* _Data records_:
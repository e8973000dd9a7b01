//! SDK error type
//!
//! Every fallible call in the crate returns [`Result`]. Transport failures,
//! non-2xx responses, bad configuration and pager misuse all land in the
//! same enum so callers can match on what went wrong.

use thiserror::Error;

#[derive(Error, Debug)]
pub enum Error {
    #[error("configuration error: {message}")]
    Config { message: String },

    #[error("missing required config field: {field}")]
    MissingConfigField { field: String },

    #[error("invalid value for '{field}': {message}")]
    InvalidConfigValue { field: String, message: String },

    /// A required request option was empty
    #[error("missing required parameter: {name}")]
    MissingParameter { name: String },

    #[error("invalid YAML: {0}")]
    YamlParse(#[from] serde_yaml::Error),

    #[error("invalid JSON: {0}")]
    JsonParse(#[from] serde_json::Error),

    /// Pager built from options that already carry a cursor
    #[error("the 'start' field should not be set when creating a pager")]
    StartAlreadySet,

    /// `get_next`/`get_all` called on an exhausted pager
    #[error("no more results available")]
    NoMoreResults,

    #[error("authentication failed: {message}")]
    Auth { message: String },

    #[error("token request failed: {message}")]
    TokenRequest { message: String },

    #[error("request failed: {0}")]
    Http(#[from] reqwest::Error),

    /// Non-2xx response; `body` is the server's error message when one
    /// could be extracted, otherwise the raw body
    #[error("HTTP {status}: {body}")]
    HttpStatus { status: u16, body: String },

    #[error("rate limited, retry after {retry_after_seconds}s")]
    RateLimited { retry_after_seconds: u64 },

    #[error("request timed out after {timeout_ms}ms")]
    Timeout { timeout_ms: u64 },

    #[error("request cancelled")]
    Cancelled,

    #[error("invalid URL: {0}")]
    InvalidUrl(#[from] url::ParseError),

    #[error("could not decode response: {message}")]
    Decode { message: String },

    #[error(transparent)]
    Io(#[from] std::io::Error),

    #[error("file not found: {path}")]
    FileNotFound { path: String },
}

impl Error {
    pub fn config(message: impl Into<String>) -> Self {
        Self::Config {
            message: message.into(),
        }
    }

    pub fn missing_field(field: impl Into<String>) -> Self {
        Self::MissingConfigField {
            field: field.into(),
        }
    }

    pub fn missing_parameter(name: impl Into<String>) -> Self {
        Self::MissingParameter { name: name.into() }
    }

    pub fn auth(message: impl Into<String>) -> Self {
        Self::Auth {
            message: message.into(),
        }
    }

    pub fn http_status(status: u16, body: impl Into<String>) -> Self {
        Self::HttpStatus {
            status,
            body: body.into(),
        }
    }

    pub fn decode(message: impl Into<String>) -> Self {
        Self::Decode {
            message: message.into(),
        }
    }

    /// Status code of the failed response, if the error came from one
    pub fn status(&self) -> Option<u16> {
        match self {
            Error::HttpStatus { status, .. } => Some(*status),
            Error::RateLimited { .. } => Some(429),
            Error::Http(e) => e.status().map(|s| s.as_u16()),
            _ => None,
        }
    }

    /// Whether sending the same request again might succeed
    pub fn is_retryable(&self) -> bool {
        match self {
            Error::Http(e) => e.is_connect() || e.is_timeout(),
            Error::RateLimited { .. } | Error::Timeout { .. } => true,
            Error::HttpStatus { status, .. } => matches!(status, 429 | 500 | 502 | 503 | 504),
            _ => false,
        }
    }
}

pub type Result<T> = std::result::Result<T, Error>;
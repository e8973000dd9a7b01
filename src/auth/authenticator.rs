//! Authenticator implementation
//!
//! Decorates outgoing requests according to an [`AuthConfig`].

use super::iam::IamTokenManager;
use super::types::{AuthConfig, Location};
use crate::error::Result;
use reqwest::{Client, RequestBuilder};

const DEFAULT_API_KEY_HEADER: &str = "Authorization";
const DEFAULT_API_KEY_PARAM: &str = "api_key";

/// Applies credentials to HTTP requests
#[derive(Debug)]
pub struct Authenticator {
    config: AuthConfig,
    /// Present only for IAM auth
    iam: Option<IamTokenManager>,
}

impl Authenticator {
    /// Authenticator with its own HTTP client for token requests
    pub fn new(config: AuthConfig) -> Self {
        Self::with_client(config, Client::new())
    }

    /// Authenticator that reuses `client` for token requests
    pub fn with_client(config: AuthConfig, client: Client) -> Self {
        let iam = match &config {
            AuthConfig::Iam {
                apikey,
                token_url,
                client_id,
                client_secret,
            } => {
                let credentials = client_id.clone().zip(client_secret.clone());
                Some(IamTokenManager::new(
                    client,
                    apikey.as_str(),
                    token_url.as_str(),
                    credentials,
                ))
            }
            _ => None,
        };
        Self { config, iam }
    }

    /// Add credentials to a request
    pub async fn apply(&self, req: RequestBuilder) -> Result<RequestBuilder> {
        if let Some(ref iam) = self.iam {
            return Ok(req.bearer_auth(iam.token().await?));
        }

        let req = match &self.config {
            AuthConfig::None | AuthConfig::Iam { .. } => req,
            AuthConfig::Bearer { token } => req.bearer_auth(token),
            AuthConfig::Basic { username, password } => req.basic_auth(username, Some(password)),
            AuthConfig::ApiKey {
                location,
                header_name,
                query_param,
                prefix,
                value,
            } => {
                let value = match prefix {
                    Some(prefix) => format!("{prefix}{value}"),
                    None => value.clone(),
                };
                match location {
                    Location::Header => req.header(
                        header_name.as_deref().unwrap_or(DEFAULT_API_KEY_HEADER),
                        value,
                    ),
                    Location::Query => req.query(&[(
                        query_param.as_deref().unwrap_or(DEFAULT_API_KEY_PARAM),
                        value,
                    )]),
                }
            }
            AuthConfig::CustomHeaders { headers } => headers
                .iter()
                .fold(req, |req, (key, value)| req.header(key.as_str(), value.as_str())),
        };
        Ok(req)
    }

    /// Drop any cached access token so the next request fetches a new one
    pub async fn clear_cache(&self) {
        if let Some(ref iam) = self.iam {
            iam.invalidate().await;
        }
    }

    /// Auth configuration in use
    pub fn config(&self) -> &AuthConfig {
        &self.config
    }
}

* _Exercise prompt_:
All records shown above are to be given again verbatim.

* _Output of the exercise_:
repository e8973000dd9a7b01
//! SDK error type
//!
//! Every fallible call in the crate returns [`Result`]. Transport failures,
//! non-2xx responses, bad configuration and pager misuse all land in the
//! same enum so callers can match on what went wrong.

use thiserror::Error;

#[derive(Error, Debug)]
pub enum Error {
    #[error("configuration error: {message}")]
    Config { message: String },

    #[error("missing required config field: {field}")]
    MissingConfigField { field: String },

    #[error("invalid value for '{field}': {message}")]
    InvalidConfigValue { field: String, message: String },

    /// A required request option was empty
    #[error("missing required parameter: {name}")]
    MissingParameter { name: String },

    #[error("invalid YAML: {0}")]
    YamlParse(#[from] serde_yaml::Error),

    #[error("invalid JSON: {0}")]
    JsonParse(#[from] serde_json::Error),

    /// Pager built from options that already carry a cursor
    #[error("the 'start' field should not be set when creating a pager")]
    StartAlreadySet,

    /// `get_next`/`get_all` called on an exhausted pager
    #[error("no more results available")]
    NoMoreResults,

    #[error("authentication failed: {message}")]
    Auth { message: String },

    #[error("token request failed: {message}")]
    TokenRequest { message: String },

    #[error("request failed: {0}")]
    Http(#[from] reqwest::Error),

    /// Non-2xx response; `body` is the server's error message when one
    /// could be extracted, otherwise the raw body
    #[error("HTTP {status}: {body}")]
    HttpStatus { status: u16, body: String },

    #[error("rate limited, retry after {retry_after_seconds}s")]
    RateLimited { retry_after_seconds: u64 },

    #[error("request timed out after {timeout_ms}ms")]
    Timeout { timeout_ms: u64 },

    #[error("request cancelled")]
    Cancelled,

    #[error("invalid URL: {0}")]
    InvalidUrl(#[from] url::ParseError),

    #[error("could not decode response: {message}")]
    Decode { message: String },

    #[error(transparent)]
    Io(#[from] std::io::Error),

    #[error("file not found: {path}")]
    FileNotFound { path: String },
}

impl Error {
    pub fn config(message: impl Into<String>) -> Self {
        Self::Config {
            message: message.into(),
        }
    }

    pub fn missing_field(field: impl Into<String>) -> Self {
        Self::MissingConfigField {
            field: field.into(),
        }
    }

    pub fn missing_parameter(name: impl Into<String>) -> Self {
        Self::MissingParameter { name: name.into() }
    }

    pub fn auth(message: impl Into<String>) -> Self {
        Self::Auth {
            message: message.into(),
        }
    }

    pub fn http_status(status: u16, body: impl Into<String>) -> Self {
        Self::HttpStatus {
            status,
            body: body.into(),
        }
    }

    pub fn decode(message: impl Into<String>) -> Self {
        Self::Decode {
            message: message.into(),
        }
    }

    /// Status code of the failed response, if the error came from one
    pub fn status(&self) -> Option<u16> {
        match self {
            Error::HttpStatus { status, .. } => Some(*status),
            Error::RateLimited { .. } => Some(429),
            Error::Http(e) => e.status().map(|s| s.as_u16()),
            _ => None,
        }
    }

    /// Whether sending the same request again might succeed
    pub fn is_retryable(&self) -> bool {
        match self {
            Error::Http(e) => e.is_connect() || e.is_timeout(),
            Error::RateLimited { .. } | Error::Timeout { .. } => true,
            Error::HttpStatus { status, .. } => matches!(status, 429 | 500 | 502 | 503 | 504),
            _ => false,
        }
    }
}

pub type Result<T> = std::result::Result<T, Error>;
repository e8973000dd9a7b01
filename src/auth/authenticator.rs
//! Authenticator implementation
//!
//! Decorates outgoing requests according to an [`AuthConfig`].

use super::iam::IamTokenManager;
use super::types::{AuthConfig, Location};
use crate::error::Result;
use reqwest::{Client, RequestBuilder};

const DEFAULT_API_KEY_HEADER: &str = "Authorization";
const DEFAULT_API_KEY_PARAM: &str = "api_key";

/// Applies credentials to HTTP requests
#[derive(Debug)]
pub struct Authenticator {
    config: AuthConfig,
    /// Present only for IAM auth
    iam: Option<IamTokenManager>,
}

impl Authenticator {
    /// Authenticator with its own HTTP client for token requests
    pub fn new(config: AuthConfig) -> Self {
        Self::with_client(config, Client::new())
    }

    /// Authenticator that reuses `client` for token requests
    pub fn with_client(config: AuthConfig, client: Client) -> Self {
        let iam = match &config {
            AuthConfig::Iam {
                apikey,
                token_url,
                client_id,
                client_secret,
            } => {
                let credentials = client_id.clone().zip(client_secret.clone());
                Some(IamTokenManager::new(
                    client,
                    apikey.as_str(),
                    token_url.as_str(),
                    credentials,
                ))
            }
            _ => None,
        };
        Self { config, iam }
    }

    /// Add credentials to a request
    pub async fn apply(&self, req: RequestBuilder) -> Result<RequestBuilder> {
        if let Some(ref iam) = self.iam {
            return Ok(req.bearer_auth(iam.token().await?));
        }

        let req = match &self.config {
            AuthConfig::None | AuthConfig::Iam { .. } => req,
            AuthConfig::Bearer { token } => req.bearer_auth(token),
            AuthConfig::Basic { username, password } => req.basic_auth(username, Some(password)),
            AuthConfig::ApiKey {
                location,
                header_name,
                query_param,
                prefix,
                value,
            } => {
                let value = match prefix {
                    Some(prefix) => format!("{prefix}{value}"),
                    None => value.clone(),
                };
                match location {
                    Location::Header => req.header(
                        header_name.as_deref().unwrap_or(DEFAULT_API_KEY_HEADER),
                        value,
                    ),
                    Location::Query => req.query(&[(
                        query_param.as_deref().unwrap_or(DEFAULT_API_KEY_PARAM),
                        value,
                    )]),
                }
            }
            AuthConfig::CustomHeaders { headers } => headers
                .iter()
                .fold(req, |req, (key, value)| req.header(key.as_str(), value.as_str())),
        };
        Ok(req)
    }

    /// Drop any cached access token so the next request fetches a new one
    pub async fn clear_cache(&self) {
        if let Some(ref iam) = self.iam {
            iam.invalidate().await;
        }
    }

    /// Auth configuration in use
    pub fn config(&self) -> &AuthConfig {
        &self.config
    }
}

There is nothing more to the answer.